Posté en tant qu’invité par SM:
Discussion intéressante, ne fût-ce que par quelques francs éclats de rire qu’elle a pu m’occasionner … Avec le frisson dans le dos qui lui fait suite, on se croirait chez Molière.
Cependant, me permettez-vous de pointer je que je crois être une couche fragile dans vos raisonnements ? Cela fait dix pages que l’on cause du « risque », sans que jamais personne ne se sente tenu d’en proposer une définition.
J’ai cherché à en savoir un peu plus là-dessus, et c’est utile : on y croise du beau monde (j’y reviendrai).
Une définition, disons « commune » du risque serait : « contingence indésirable ».
Soit, mais encore ?
J’ai trouvé : « existence d’une probabilité de voir un danger se concrétiser », ou bien : « combinaison de la probabilité d’un évènement, et de sa conséquence ». Je trouve que c’est déjà mieux et plus précis.
Mais ce sont bien entendu les mathématiciens qui en donnent la définition la plus pointue et efficace. Ceux qui ont travaillé dans le domaine de la théorie des jeux, bien sûr, avec des calibres du genre de Pascal, Fermat, Huygens … C’est un certain Daniel Bernoulli qui propose en 1738 : « le risque est l’espérance mathématique d’une fonction de probabilité d’évènement » (in Specimen theoriae novae de mensura sortis), ce qui peut s’écrire sous la forme : risque = ∑ (pxC),
Où p est la probabilité de l’évènement, et C la conséquence, la somme étant celle des aléas de la situation.
Nous y voilà, et j’en viens au fait.
1/ Pour connaître un risque, il faut par définition connaître tous les scénarii possibles.

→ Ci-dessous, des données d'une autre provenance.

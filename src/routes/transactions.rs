//! Transaction Endpoints
//!
//! 사용자 부채에 대한 거래 기록. 생성 후 수정 불가, 삭제는 hard delete.

use axum::{extract::State, http::StatusCode, Extension, Json};
use serde::Deserialize;

use crate::{
    db::{NewTransaction, Transaction, TransactionType},
    error::ApiError,
    middleware::AuthUser,
    types::{MessageResponse, Money},
    AppState,
};

use super::{
    extract::{IdPath, ValidJson},
    validation::optional_text,
};

// ============ Request Types ============

/// 거래 생성 요청
#[derive(Debug, Deserialize)]
pub struct CreateTransactionRequest {
    pub debt_id: i64,
    pub amount: Money,
    pub transaction_type: TransactionType,
    pub description: Option<String>,
}

// ============ Handlers ============

/// GET /api/v1/transactions
///
/// 사용자 부채에 속한 모든 거래 (최신순)
pub async fn list_transactions(
    State(state): State<AppState>,
    Extension(AuthUser(user_id)): Extension<AuthUser>,
) -> Result<Json<Vec<Transaction>>, ApiError> {
    Ok(Json(state.db.list_transactions(user_id).await?))
}

/// POST /api/v1/transactions
///
/// # Flow
///
/// 1. amount > 0 확인
/// 2. debt_id 가 사용자 소유인지 확인 (아니면 400)
/// 3. 저장 후 생성된 거래 반환
///
/// 부채의 amount 는 갱신하지 않음
pub async fn create_transaction(
    State(state): State<AppState>,
    Extension(AuthUser(user_id)): Extension<AuthUser>,
    ValidJson(req): ValidJson<CreateTransactionRequest>,
) -> Result<(StatusCode, Json<Transaction>), ApiError> {
    if !req.amount.is_positive() {
        return Err(ApiError::ValidationError(
            "Amount must be greater than zero".to_string(),
        ));
    }

    if !state.db.owns_debt(user_id, req.debt_id).await? {
        return Err(ApiError::BadRequest("Debt not found".to_string()));
    }

    let transaction = state
        .db
        .insert_transaction(
            user_id,
            &NewTransaction {
                debt_id: req.debt_id,
                amount: req.amount,
                transaction_type: req.transaction_type,
                description: optional_text(req.description),
            },
        )
        .await?
        .ok_or_else(|| ApiError::BadRequest("Debt not found".to_string()))?;

    tracing::info!(
        user_id = user_id.0,
        debt_id = transaction.debt_id,
        transaction_id = transaction.id,
        transaction_type = ?transaction.transaction_type,
        "Transaction recorded"
    );
    Ok((StatusCode::CREATED, Json(transaction)))
}

/// GET /api/v1/transactions/:id
pub async fn get_transaction(
    State(state): State<AppState>,
    Extension(AuthUser(user_id)): Extension<AuthUser>,
    IdPath(id): IdPath,
) -> Result<Json<Transaction>, ApiError> {
    state
        .db
        .find_transaction(user_id, id)
        .await?
        .map(Json)
        .ok_or(ApiError::NotFound("Transaction"))
}

/// DELETE /api/v1/transactions/:id
///
/// Hard delete (되돌릴 수 없음)
pub async fn delete_transaction(
    State(state): State<AppState>,
    Extension(AuthUser(user_id)): Extension<AuthUser>,
    IdPath(id): IdPath,
) -> Result<Json<MessageResponse>, ApiError> {
    if !state.db.delete_transaction(user_id, id).await? {
        return Err(ApiError::NotFound("Transaction"));
    }

    tracing::info!(user_id = user_id.0, transaction_id = id, "Transaction deleted");
    Ok(Json(MessageResponse::new("Transaction deleted successfully")))
}
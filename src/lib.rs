//! Debt Tracker API Library
//!
//! # Overview
//!
//! 개인 부채 관리 REST API: 사용자는 연락처를 관리하고, 연락처별 부채
//! (빌려준 돈 / 빌린 돈)와 거래 내역 (대여, 상환)을 기록하며 잔액 요약을 조회함.
//!
//! ## Architecture
//!
//! ```text
//! ┌──────────────────────────────────────────────────────────┐
//! │                          API                              │
//! │                                                           │
//! │  ┌─────────┐  ┌────────────┐  ┌──────────┐  ┌─────────┐  │
//! │  │ Routes  │─▶│ Middleware │  │ Services │  │  Types  │  │
//! │  └────┬────┘  │ (auth gate)│  │(creds)   │  └─────────┘  │
//! │       │       └────────────┘  └──────────┘               │
//! │       ▼                                                   │
//! │  ┌──────────────────────────────────────┐                 │
//! │  │ DB: owner-scoped queries (SQLite)    │                 │
//! │  └──────────────────────────────────────┘                 │
//! └──────────────────────────────────────────────────────────┘
//! ```
//!
//! ## Modules
//!
//! - `config`: 환경 설정 관리
//! - `error`: 에러 타입 및 처리
//! - `routes`: HTTP 엔드포인트 핸들러
//! - `middleware`: bearer token 인증 게이트
//! - `services`: 비밀번호 해시, token 발급/검증
//! - `db`: 데이터베이스 연동
//! - `types`: 공통 타입 정의
//!
//! ## Usage
//!
//! ```rust,ignore
//! use debt_tracker_api::{config::Config, db::Database, routes, AppState};
//!
//! #[tokio::main]
//! async fn main() -> anyhow::Result<()> {
//!     let config = Config::from_env()?;
//!     let db = Database::connect(&config.database_url).await?;
//!     db.run_migrations().await?;
//!
//!     let app = routes::create_router(AppState::new(db, config));
//!     // ... 서버 시작
//!     Ok(())
//! }
//! ```

use std::sync::Arc;

pub mod config;
pub mod db;
pub mod error;
pub mod middleware;
pub mod routes;
pub mod services;
pub mod types;

// Re-exports for convenience
pub use config::Config;
pub use db::Database;
pub use error::ApiError;
pub use services::CredentialService;

/// 애플리케이션 상태
///
/// 시작 시점에 한 번 구성되어 모든 핸들러에 주입됨 (전역 변수 없음)
#[derive(Clone)]
pub struct AppState {
    pub db: Arc<Database>,
    pub credentials: Arc<CredentialService>,
    pub config: Arc<Config>,
}

impl AppState {
    pub fn new(db: Database, config: Config) -> Self {
        let credentials = CredentialService::new(&config.jwt_secret, config.bcrypt_cost);
        Self {
            db: Arc::new(db),
            credentials: Arc::new(credentials),
            config: Arc::new(config),
        }
    }
}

… Hu ! Hu ! Comm’ qui dirait …
2/ Il faut en connaître et mesurer la probabilité. Il n’y a qu’une et une seule possibilité : répéter une expérience contrôlée.
C’est pour cela que l’on sait que la probabilité de sortir un « six » en jetant un dé non pipé est de 0,1666666666 …
Appliqué à une pente de neige, il suffit de répéter le passage du skieur sur la même trajectoire et dans les mêmes conditions de neige (c’est-à-dire sur la pente non skiée), et de compter le nombre de fois où cela déclanche, sur … 100 passages, par exemple.
Vous, je ne sais pas, mais pour ce qui me concerne, je vois comme une difficulté à organiser le plan expérimental, non ?
De ceci, il résulte qu’il est impossible de connaître le risque réel de déclanchement sur la pente précise que l’on a devant soit.
Et que ce que l’on appelle « évaluation » du risque n’est rien d’autre qu’une synthèse plus ou moins pifométrique de l’expérience que l’on peut avoir sur la « moyenne » des pentes comparables. Disons : à peu près comparables, pour autant que l’on puisse en juger, sur 2, 15 … 50 pentes que notre mémoire consciente ou inconsciente arrive à identifier …
Y-a de quoi sourire, non ?
Résumons : le risque estimé par le kiki sur le terrain n’est que la moyenne empirique de son expérience.
Le risque réel est inconnaissable.
Que dire de la comparaison entre le risque estimé et le risque réel ?
Je ne crois pas opportun de vous donner mon avis sur cette manière de faire : vous n’avez que faire de mon avis, vous avez bien raison !
Sinon, sans trop parler de mes petites affaires, je dois vous dire que je ne suis pas tout neuf. Toujours vif cependant (en tout cas, il me semble).
Ce qui me laisse le loisir de songer aux si belles pentes que j’ai renoncé à skier, et dont certaines reviennent faire scintiller mes rêves.